#### INPUT MATERIAL

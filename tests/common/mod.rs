#![allow(dead_code)]
use async_trait::async_trait;
use http_client::{Error, HttpClient, Request, Response};
use http_types::StatusCode;
use set_plays::{Config, Credentials, PlayCountClient};
use std::collections::HashMap;
use std::sync::{Arc, Mutex};

/// A canned HTTP response.
#[derive(Debug, Clone)]
struct Canned {
    status: u16,
    body: String,
    location: Option<String>,
}

/// What the code under test sent.
#[derive(Debug, Clone)]
pub struct RecordedRequest {
    pub method: String,
    pub url: String,
    pub authorization: Option<String>,
    pub body: String,
}

/// In-memory [`HttpClient`] that answers from a fixed route table.
///
/// Unknown URLs fail like an unreachable host. Clones share routes and the
/// request log, so a test can keep a handle after boxing one for the client.
#[derive(Debug, Clone, Default)]
pub struct ScriptedClient {
    routes: Arc<Mutex<HashMap<String, Canned>>>,
    requests: Arc<Mutex<Vec<RecordedRequest>>>,
}

impl ScriptedClient {
    pub fn new() -> Self {
        Self::default()
    }

    pub fn respond(&self, url: &str, status: u16, body: &str) -> &Self {
        self.routes.lock().unwrap().insert(
            url.to_string(),
            Canned {
                status,
                body: body.to_string(),
                location: None,
            },
        );
        self
    }

    pub fn redirect(&self, url: &str, location: &str) -> &Self {
        self.routes.lock().unwrap().insert(
            url.to_string(),
            Canned {
                status: 302,
                body: String::new(),
                location: Some(location.to_string()),
            },
        );
        self
    }

    pub fn requests(&self) -> Vec<RecordedRequest> {
        self.requests.lock().unwrap().clone()
    }

    pub fn requested_urls(&self) -> Vec<String> {
        self.requests().into_iter().map(|r| r.url).collect()
    }

    /// A [`PlayCountClient`] backed by this script.
    pub fn play_count_client(&self, credentials: Credentials) -> PlayCountClient {
        PlayCountClient::with_config(
            Box::new(self.clone()),
            Config::with_credentials(credentials),
        )
    }
}

#[async_trait]
impl HttpClient for ScriptedClient {
    async fn send(&self, mut req: Request) -> Result<Response, Error> {
        let body = req.body_string().await.unwrap_or_default();
        let url = req.url().to_string();

        self.requests.lock().unwrap().push(RecordedRequest {
            method: req.method().to_string(),
            url: url.clone(),
            authorization: req
                .header("Authorization")
                .map(|values| values.last().as_str().to_string()),
            body,
        });

        let canned = self.routes.lock().unwrap().get(&url).cloned();
        let Some(canned) = canned else {
            return Err(Error::from_str(
                StatusCode::BadGateway,
                format!("no route to {url}"),
            ));
        };

        let mut response = Response::new(canned.status);
        response.set_body(canned.body);
        if let Some(location) = canned.location {
            let _ = response.insert_header("Location", location.as_str());
        }
        Ok(response)
    }
}

pub const SET_PAGE_URL: &str = "http://example.test/set";
pub const MIXCLOUD_URL: &str = "https://www.mixcloud.com/dj/sunrise-session/";
pub const MIXCLOUD_API_URL: &str = "https://api.mixcloud.com/dj/sunrise-session/";
pub const SOUNDCLOUD_URL: &str = "https://soundcloud.com/dj/sunrise-session";
pub const SOUNDCLOUD_RESOLVE_URL: &str =
    "https://api.soundcloud.com/resolve?url=https%3A%2F%2Fsoundcloud.com%2Fdj%2Fsunrise-session";
pub const SOUNDCLOUD_TOKEN_URL: &str = "https://api.soundcloud.com/oauth2/token";
pub const SOUNDCLOUD_TRACK_URL: &str = "https://api.soundcloud.com/tracks/4242";
pub const YOUTUBE_URL: &str = "https://www.youtube.com/watch?v=abc123";
pub const YOUTUBE_API_URL: &str =
    "https://www.googleapis.com/youtube/v3/videos?part=statistics&id=abc123&key=yt-key";

/// Set page linking to the given provider URLs.
pub fn set_page(links: &[&str]) -> String {
    let anchors: String = links
        .iter()
        .map(|link| format!("<a href=\"{link}\">listen</a>\n"))
        .collect();
    format!("<html><body><h1>Sunrise Session</h1>\n{anchors}</body></html>")
}

pub fn youtube_views(count: &str) -> String {
    format!(r#"{{"kind":"youtube#videoListResponse","items":[{{"id":"abc123","statistics":{{"viewCount":"{count}","likeCount":"12"}}}}]}}"#)
}

pub fn soundcloud_track(playback_count: u64) -> String {
    format!(r#"{{"id":4242,"kind":"track","playback_count":{playback_count}}}"#)
}
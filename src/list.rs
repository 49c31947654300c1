//! Reading the markdown list of sets.
//!
//! Only list items (`* ` after trimming) matter. Items carrying a markdown
//! link become linked [`Entry`] values; every other item is kept verbatim so it
//! can be echoed back unchanged.

use crate::Result;
use regex::Regex;
use std::collections::HashSet;
use std::fs;
use std::path::Path;
use std::sync::LazyLock;

/// List item marker, including the separating space.
pub const LIST_MARKER: &str = "* ";

static LINK_ITEM: LazyLock<Regex> =
    LazyLock::new(|| Regex::new(r"\* \[(.*?)\]\((.*?)\)").unwrap());

/// One item from the set list.
#[derive(Debug, Clone, PartialEq, Eq)]
pub struct Entry {
    /// Set name, or the whole trimmed line for unlinked items
    pub name: String,
    /// Canonical set page, absent for unpublished items
    pub link: Option<String>,
    /// The trimmed source line
    pub raw_line: String,
}

impl Entry {
    pub fn linked(name: &str, link: &str, raw_line: &str) -> Self {
        Self {
            name: name.to_string(),
            link: Some(link.to_string()),
            raw_line: raw_line.to_string(),
        }
    }

    pub fn unlinked(raw_line: &str) -> Self {
        Self {
            name: raw_line.to_string(),
            link: None,
            raw_line: raw_line.to_string(),
        }
    }

    /// Identity used to collapse duplicates: the link, or the raw line when there is none.
    pub fn dedup_key(&self) -> &str {
        match self.link.as_deref() {
            Some(link) if !link.is_empty() => link,
            _ => &self.raw_line,
        }
    }
}

/// Whether a trimmed line is a list item.
pub fn is_list_item(trimmed: &str) -> bool {
    trimmed.starts_with(LIST_MARKER)
}

/// Parse list text into unique entries, keeping first-seen order.
pub fn parse_list(text: &str) -> Vec<Entry> {
    let mut entries = Vec::new();
    let mut seen = HashSet::new();

    for line in text.lines() {
        let trimmed = line.trim();
        if !is_list_item(trimmed) {
            continue;
        }

        let entry = match LINK_ITEM.captures(trimmed) {
            Some(caps) if !caps[2].is_empty() => Entry::linked(&caps[1], &caps[2], trimmed),
            _ => Entry::unlinked(trimmed),
        };

        if !seen.insert(entry.dedup_key().to_string()) {
            log::debug!("Skipping duplicate set: {}", entry.dedup_key());
            continue;
        }

        match &entry.link {
            Some(link) => log::debug!("Found set (linked): {} ({link})", entry.name),
            None => log::debug!("Found set (unlinked): {}", entry.raw_line),
        }
        entries.push(entry);
    }

    log::debug!("Extracted {} unique sets", entries.len());
    entries
}

/// Read and parse the list file. Failing to read the file is the only error.
pub fn read_list<P: AsRef<Path>>(path: P) -> Result<Vec<Entry>> {
    let path = path.as_ref();
    log::debug!("Opening set list: {}", path.display());
    let text = fs::read_to_string(path)?;
    Ok(parse_list(&text))
}
use thiserror::Error;

/// Error types for play-count aggregation.
///
/// Only [`PlaysError::Io`] raised while reading the set list ever reaches the
/// top level. Every other variant is produced inside a page fetch or a
/// provider resolver and is turned into "no plays" at that boundary.
///
/// ```rust
/// use set_plays::{list::read_list, PlaysError};
///
/// match read_list("does/not/exist.md") {
///     Err(PlaysError::Io(e)) => eprintln!("cannot read list: {e}"),
///     Err(e) => eprintln!("other error: {e}"),
///     Ok(entries) => println!("{} sets", entries.len()),
/// }
/// ```
#[derive(Error, Debug)]
pub enum PlaysError {
    /// HTTP/network related errors.
    ///
    /// Connection failures, DNS errors and body read failures all end up here.
    #[error("HTTP error: {0}")]
    Http(String),

    /// Authentication failures.
    ///
    /// A provider rejected the configured credentials, or a token exchange
    /// did not produce a usable token.
    #[error("Authentication failed: {0}")]
    Auth(String),

    /// The server answered with a status the caller does not handle.
    #[error("unexpected HTTP status {0}")]
    Status(u16),

    /// A response body or page did not contain what we expected.
    #[error("Failed to parse response: {0}")]
    Parse(String),

    /// A URL could not be built or parsed.
    #[error("invalid URL: {0}")]
    InvalidUrl(String),

    /// A credential needed for a resolution step is not configured.
    #[error("missing credential: {0}")]
    MissingCredential(&'static str),

    /// File system I/O errors, raised when the set list cannot be read.
    #[error("IO error: {0}")]
    Io(#[from] std::io::Error),
}

impl From<serde_json::Error> for PlaysError {
    fn from(e: serde_json::Error) -> Self {
        PlaysError::Parse(e.to_string())
    }
}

########

** WHAT THIS TASK INVOLVES **
Among the records, count every line where "does" appears. Reply with the total alone.

** SOLUTION BELOW **
2